Stored data entries
--*--

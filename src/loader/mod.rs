//! Well-log loading and curve normalization
//!
//! Reads a LAS 2.0 file or a delimited depth table into a [`WellLog`] with the
//! canonical `DEPTH` / `CBL` / `CCL` schema. This is the only place that knows
//! about mnemonic variants and file-specific null markers:
//!
//! - aliases are resolved once through [`CurveAliases`]
//! - the declared null value is rewritten to [`NULL_VALUE`]
//! - rows without a depth are dropped, duplicated depths keep the first row
//!
//! A log without any CBL-equivalent curve is rejected.

mod csv;
mod las;
pub mod mnemonics;

pub use self::csv::read_csv;
pub use self::las::{parse_las, read_las};
pub use mnemonics::{ColumnMap, CurveAliases};

use std::collections::{BTreeMap, HashSet};
use std::path::{Path, PathBuf};
use thiserror::Error;
use tracing::{info, warn};

use crate::config::LoaderConfig;
use crate::numeric::{is_null, normalize_null, NULL_VALUE};
use crate::types::{Curve, CurveInfo, DepthSample, WellLog};

// ============================================================================
// Error Types
// ============================================================================

#[derive(Debug, Error)]
pub enum LoadError {
    #[error("Failed to read {}: {}", .0.display(), .1)]
    Io(PathBuf, std::io::Error),

    #[error("Malformed log at line {line}: {message}")]
    Malformed { line: usize, message: String },

    #[error("Unsupported log format: {0}")]
    Unsupported(String),

    #[error("No {0} curve found (available: {1})")]
    MissingCurve(Curve, String),

    #[error("Log contains no depth samples")]
    Empty,
}

// ============================================================================
// Entry Point
// ============================================================================

/// Load a well log, choosing the reader from the file extension.
///
/// `.las` files go through the LAS reader; anything else is read as a
/// delimited table with a header row.
pub fn load_log(path: &Path, config: &LoaderConfig) -> Result<WellLog, LoadError> {
    let is_las = path
        .extension()
        .and_then(|e| e.to_str())
        .is_some_and(|e| e.eq_ignore_ascii_case("las"));

    let log = if is_las {
        read_las(path, config)?
    } else {
        read_csv(path, config)?
    };

    let (top, bottom) = log.depth_range().unwrap_or((0.0, 0.0));
    info!(
        well = %log.well_name,
        source = %log.source,
        samples = log.samples.len(),
        curves = log.curves.len(),
        ccl = log.has_curve(Curve::Ccl),
        "Loaded well log ({:.2}-{:.2})",
        top,
        bottom
    );
    Ok(log)
}

/// Decode raw file bytes: UTF-8 when valid, otherwise Windows-1252/Latin-1.
///
/// LAS files from older acquisition systems are frequently written in a
/// Windows code page; the byte-to-char fallback keeps accented well names legible.
pub(crate) fn decode_text(bytes: &[u8]) -> String {
    match std::str::from_utf8(bytes) {
        Ok(s) => s.to_string(),
        Err(_) => bytes.iter().map(|&b| char::from(b)).collect(),
    }
}

pub(crate) fn read_file(path: &Path) -> Result<String, LoadError> {
    let bytes = std::fs::read(path).map_err(|e| LoadError::Io(path.to_path_buf(), e))?;
    Ok(decode_text(&bytes))
}

fn file_stem(path: &Path) -> String {
    path.file_stem()
        .and_then(|s| s.to_str())
        .unwrap_or("unknown")
        .to_string()
}

// ============================================================================
// Table Assembly
// ============================================================================

/// A parsed table before canonical mapping.
pub(crate) struct RawTable {
    pub well_name: String,
    pub source: String,
    /// (mnemonic, unit, description) per column
    pub headers: Vec<(String, String, String)>,
    /// Row-major values, one `Vec` per depth step
    pub rows: Vec<Vec<f64>>,
    /// Null marker declared by the file
    pub declared_null: f64,
}

/// Map a raw table onto the canonical schema.
pub(crate) fn assemble(table: RawTable, config: &LoaderConfig) -> Result<WellLog, LoadError> {
    let aliases = CurveAliases::with_extras(&config.cbl_aliases, &config.ccl_aliases);
    let mnemonics: Vec<String> = table.headers.iter().map(|h| h.0.clone()).collect();
    let map = aliases.resolve(&mnemonics);

    let Some(cbl_col) = map.cbl else {
        return Err(LoadError::MissingCurve(Curve::Cbl, mnemonics.join(", ")));
    };
    if cbl_col == map.depth {
        return Err(LoadError::MissingCurve(Curve::Depth, mnemonics.join(", ")));
    }

    let curves: Vec<CurveInfo> = table
        .headers
        .iter()
        .enumerate()
        .map(|(idx, (mnemonic, unit, description))| CurveInfo {
            mnemonic: mnemonic.clone(),
            unit: unit.clone(),
            description: description.clone(),
            canonical: canonical_for(idx, &map),
        })
        .collect();

    let mut samples = Vec::with_capacity(table.rows.len());
    let mut extra_curves: BTreeMap<String, Vec<f64>> = curves
        .iter()
        .filter(|c| c.canonical.is_none())
        .map(|c| (c.mnemonic.clone(), Vec::with_capacity(table.rows.len())))
        .collect();

    let mut seen_depths: HashSet<u64> = HashSet::with_capacity(table.rows.len());
    let mut null_depth_rows = 0usize;
    let mut duplicate_rows = 0usize;

    for row in &table.rows {
        let value = |idx: usize| {
            row.get(idx)
                .map_or(NULL_VALUE, |v| normalize_null(*v, table.declared_null))
        };

        let depth = value(map.depth);
        if is_null(depth) {
            null_depth_rows += 1;
            continue;
        }
        if !seen_depths.insert(depth.to_bits()) {
            duplicate_rows += 1;
            continue;
        }

        let ccl = map.ccl.map_or(NULL_VALUE, value);
        samples.push(DepthSample::new(depth, value(cbl_col), ccl));

        for (idx, curve) in curves.iter().enumerate() {
            if curve.canonical.is_none() {
                if let Some(column) = extra_curves.get_mut(&curve.mnemonic) {
                    column.push(value(idx));
                }
            }
        }
    }

    if null_depth_rows > 0 {
        warn!(rows = null_depth_rows, source = %table.source, "Dropped rows without a depth value");
    }
    if duplicate_rows > 0 {
        warn!(rows = duplicate_rows, source = %table.source, "Dropped rows with a repeated depth");
    }
    if samples.is_empty() {
        return Err(LoadError::Empty);
    }
    if map.ccl.is_none() {
        warn!(source = %table.source, "No CCL curve found; collar detection will be unavailable");
    }

    let well_name = if table.well_name.trim().is_empty() {
        file_stem(Path::new(&table.source))
    } else {
        table.well_name.trim().to_string()
    };

    Ok(WellLog {
        well_name,
        source: table.source,
        curves,
        samples,
        extra_curves,
    })
}

fn canonical_for(idx: usize, map: &ColumnMap) -> Option<Curve> {
    if idx == map.depth {
        Some(Curve::Depth)
    } else if Some(idx) == map.cbl {
        Some(Curve::Cbl)
    } else if Some(idx) == map.ccl {
        Some(Curve::Ccl)
    } else {
        None
    }
}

--*--

- Task objective -
Return exactly the lines from the line bearing "CCL curve found;" to the end of the records, inclusive of both; include no other lines.

- Exercise result -
        warn!(source = %table.source, "No CCL curve found; collar detection will be unavailable");
    }

    let well_name = if table.well_name.trim().is_empty() {
        file_stem(Path::new(&table.source))
    } else {
        table.well_name.trim().to_string()
    };

    Ok(WellLog {
        well_name,
        source: table.source,
        curves,
        samples,
        extra_curves,
    })
}

fn canonical_for(idx: usize, map: &ColumnMap) -> Option<Curve> {
    if idx == map.depth {
        Some(Curve::Depth)
    } else if Some(idx) == map.cbl {
        Some(Curve::Cbl)
    } else if Some(idx) == map.ccl {
        Some(Curve::Ccl)
    } else {
        None
    }
}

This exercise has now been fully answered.